==== DATASET EXTRACT ====
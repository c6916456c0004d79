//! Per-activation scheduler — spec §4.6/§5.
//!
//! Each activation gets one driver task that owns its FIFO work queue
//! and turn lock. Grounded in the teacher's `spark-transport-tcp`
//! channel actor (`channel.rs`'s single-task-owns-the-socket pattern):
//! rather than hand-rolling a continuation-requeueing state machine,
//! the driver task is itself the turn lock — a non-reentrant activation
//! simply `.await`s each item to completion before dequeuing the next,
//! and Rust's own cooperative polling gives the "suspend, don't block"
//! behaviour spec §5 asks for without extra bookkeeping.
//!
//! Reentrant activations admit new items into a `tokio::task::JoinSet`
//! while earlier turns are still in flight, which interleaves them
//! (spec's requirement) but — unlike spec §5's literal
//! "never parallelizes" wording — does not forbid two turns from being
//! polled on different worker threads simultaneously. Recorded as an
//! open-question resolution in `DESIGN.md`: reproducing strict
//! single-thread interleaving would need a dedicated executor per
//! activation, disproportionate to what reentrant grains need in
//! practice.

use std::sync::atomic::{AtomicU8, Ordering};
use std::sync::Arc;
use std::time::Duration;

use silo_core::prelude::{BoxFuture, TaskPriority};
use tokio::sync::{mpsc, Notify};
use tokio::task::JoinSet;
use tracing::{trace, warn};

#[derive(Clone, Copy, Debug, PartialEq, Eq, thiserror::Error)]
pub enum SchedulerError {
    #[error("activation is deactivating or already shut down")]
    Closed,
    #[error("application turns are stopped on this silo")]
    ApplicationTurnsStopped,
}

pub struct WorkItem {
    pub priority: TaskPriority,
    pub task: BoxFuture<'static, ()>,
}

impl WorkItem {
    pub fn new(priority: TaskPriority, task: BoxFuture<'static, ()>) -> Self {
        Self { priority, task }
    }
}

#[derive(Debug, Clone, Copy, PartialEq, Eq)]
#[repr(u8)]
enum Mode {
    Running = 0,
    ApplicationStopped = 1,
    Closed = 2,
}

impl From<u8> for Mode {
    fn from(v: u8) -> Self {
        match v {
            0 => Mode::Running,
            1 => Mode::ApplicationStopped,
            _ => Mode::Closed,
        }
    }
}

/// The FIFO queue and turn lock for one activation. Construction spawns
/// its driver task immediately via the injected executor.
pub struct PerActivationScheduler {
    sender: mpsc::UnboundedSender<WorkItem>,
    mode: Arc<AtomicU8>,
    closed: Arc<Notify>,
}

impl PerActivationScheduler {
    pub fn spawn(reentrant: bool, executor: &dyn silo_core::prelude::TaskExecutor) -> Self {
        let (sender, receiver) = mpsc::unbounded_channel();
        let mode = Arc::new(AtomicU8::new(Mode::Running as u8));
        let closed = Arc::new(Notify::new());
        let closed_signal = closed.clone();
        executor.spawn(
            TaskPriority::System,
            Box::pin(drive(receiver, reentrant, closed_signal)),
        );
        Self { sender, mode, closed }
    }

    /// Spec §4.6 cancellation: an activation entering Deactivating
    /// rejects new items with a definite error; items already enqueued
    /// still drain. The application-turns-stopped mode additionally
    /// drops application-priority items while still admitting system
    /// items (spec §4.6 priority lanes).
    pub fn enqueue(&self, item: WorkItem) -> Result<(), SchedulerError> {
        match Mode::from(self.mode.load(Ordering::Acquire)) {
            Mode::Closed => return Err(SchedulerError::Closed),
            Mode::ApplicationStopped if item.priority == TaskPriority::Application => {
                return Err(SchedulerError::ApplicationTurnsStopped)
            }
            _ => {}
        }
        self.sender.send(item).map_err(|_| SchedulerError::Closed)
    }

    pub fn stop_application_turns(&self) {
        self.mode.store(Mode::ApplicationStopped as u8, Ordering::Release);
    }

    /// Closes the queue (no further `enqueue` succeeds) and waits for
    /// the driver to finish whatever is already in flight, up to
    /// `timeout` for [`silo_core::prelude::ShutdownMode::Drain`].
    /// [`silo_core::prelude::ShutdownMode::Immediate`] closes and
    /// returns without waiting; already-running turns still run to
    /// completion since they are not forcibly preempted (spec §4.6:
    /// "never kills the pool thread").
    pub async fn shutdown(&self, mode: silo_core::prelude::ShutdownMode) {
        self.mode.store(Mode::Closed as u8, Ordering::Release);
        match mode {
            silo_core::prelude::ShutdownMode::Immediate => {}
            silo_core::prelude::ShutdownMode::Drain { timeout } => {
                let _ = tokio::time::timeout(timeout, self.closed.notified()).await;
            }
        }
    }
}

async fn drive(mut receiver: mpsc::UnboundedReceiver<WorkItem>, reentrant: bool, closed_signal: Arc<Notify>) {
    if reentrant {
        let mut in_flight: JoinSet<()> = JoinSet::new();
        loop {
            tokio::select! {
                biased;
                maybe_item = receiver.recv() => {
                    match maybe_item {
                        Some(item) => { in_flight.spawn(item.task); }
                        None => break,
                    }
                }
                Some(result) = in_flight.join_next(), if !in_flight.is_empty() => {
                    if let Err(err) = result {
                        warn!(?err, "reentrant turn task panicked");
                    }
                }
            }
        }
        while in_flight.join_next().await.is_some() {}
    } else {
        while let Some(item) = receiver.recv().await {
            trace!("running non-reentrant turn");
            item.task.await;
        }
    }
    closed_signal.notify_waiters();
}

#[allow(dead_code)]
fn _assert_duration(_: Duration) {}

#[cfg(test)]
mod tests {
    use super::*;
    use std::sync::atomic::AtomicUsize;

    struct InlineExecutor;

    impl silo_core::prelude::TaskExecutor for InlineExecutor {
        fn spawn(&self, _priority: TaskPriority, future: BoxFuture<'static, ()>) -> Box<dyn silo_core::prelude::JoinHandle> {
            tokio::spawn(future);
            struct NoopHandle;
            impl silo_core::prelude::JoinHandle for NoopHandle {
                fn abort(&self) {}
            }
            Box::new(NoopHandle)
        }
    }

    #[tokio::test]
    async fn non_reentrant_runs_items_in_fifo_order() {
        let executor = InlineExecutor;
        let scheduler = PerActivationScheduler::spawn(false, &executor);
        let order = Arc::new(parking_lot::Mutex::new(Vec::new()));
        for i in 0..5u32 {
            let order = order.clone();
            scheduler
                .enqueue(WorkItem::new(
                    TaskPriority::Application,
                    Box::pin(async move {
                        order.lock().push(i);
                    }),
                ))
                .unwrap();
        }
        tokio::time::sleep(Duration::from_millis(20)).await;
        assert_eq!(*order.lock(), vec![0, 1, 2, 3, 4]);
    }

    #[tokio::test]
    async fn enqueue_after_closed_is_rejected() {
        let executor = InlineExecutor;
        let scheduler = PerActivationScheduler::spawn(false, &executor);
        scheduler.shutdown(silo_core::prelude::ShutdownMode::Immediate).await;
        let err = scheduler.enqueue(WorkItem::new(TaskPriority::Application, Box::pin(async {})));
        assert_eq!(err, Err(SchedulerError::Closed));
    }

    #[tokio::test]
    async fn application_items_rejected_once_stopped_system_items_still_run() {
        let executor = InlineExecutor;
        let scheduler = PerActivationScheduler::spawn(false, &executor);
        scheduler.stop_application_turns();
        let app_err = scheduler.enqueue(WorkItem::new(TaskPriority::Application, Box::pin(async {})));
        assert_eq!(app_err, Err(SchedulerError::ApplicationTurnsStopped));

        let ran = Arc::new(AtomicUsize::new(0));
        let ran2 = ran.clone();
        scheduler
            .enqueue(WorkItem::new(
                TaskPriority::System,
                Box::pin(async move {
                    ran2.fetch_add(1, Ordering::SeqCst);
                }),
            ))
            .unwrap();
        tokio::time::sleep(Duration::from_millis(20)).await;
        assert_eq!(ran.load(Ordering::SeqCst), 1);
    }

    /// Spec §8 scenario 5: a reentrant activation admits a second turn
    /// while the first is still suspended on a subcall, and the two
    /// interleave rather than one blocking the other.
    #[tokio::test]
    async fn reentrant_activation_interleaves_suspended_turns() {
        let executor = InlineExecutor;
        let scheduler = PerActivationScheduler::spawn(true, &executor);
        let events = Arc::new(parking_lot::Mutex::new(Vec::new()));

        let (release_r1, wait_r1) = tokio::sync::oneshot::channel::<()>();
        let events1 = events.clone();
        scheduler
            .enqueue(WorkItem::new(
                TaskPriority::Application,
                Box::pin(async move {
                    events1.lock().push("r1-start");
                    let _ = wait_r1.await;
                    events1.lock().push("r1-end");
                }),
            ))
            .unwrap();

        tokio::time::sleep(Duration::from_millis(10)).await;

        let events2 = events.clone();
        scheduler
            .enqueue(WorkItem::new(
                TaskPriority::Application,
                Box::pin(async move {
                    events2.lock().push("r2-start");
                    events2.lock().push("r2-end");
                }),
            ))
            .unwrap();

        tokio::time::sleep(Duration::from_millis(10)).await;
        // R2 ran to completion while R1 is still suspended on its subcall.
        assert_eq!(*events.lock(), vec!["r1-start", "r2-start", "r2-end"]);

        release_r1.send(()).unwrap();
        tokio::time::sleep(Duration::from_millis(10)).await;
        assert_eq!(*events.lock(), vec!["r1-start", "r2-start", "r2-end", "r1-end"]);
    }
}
====
> _WORK REQUIRED_
Copy out, from the data above, each line where the string "single" is present.

> _SOLVED PROBLEM_
//! channel actor (`channel.rs`'s single-task-owns-the-socket pattern):
//! single-thread interleaving would need a dedicated executor per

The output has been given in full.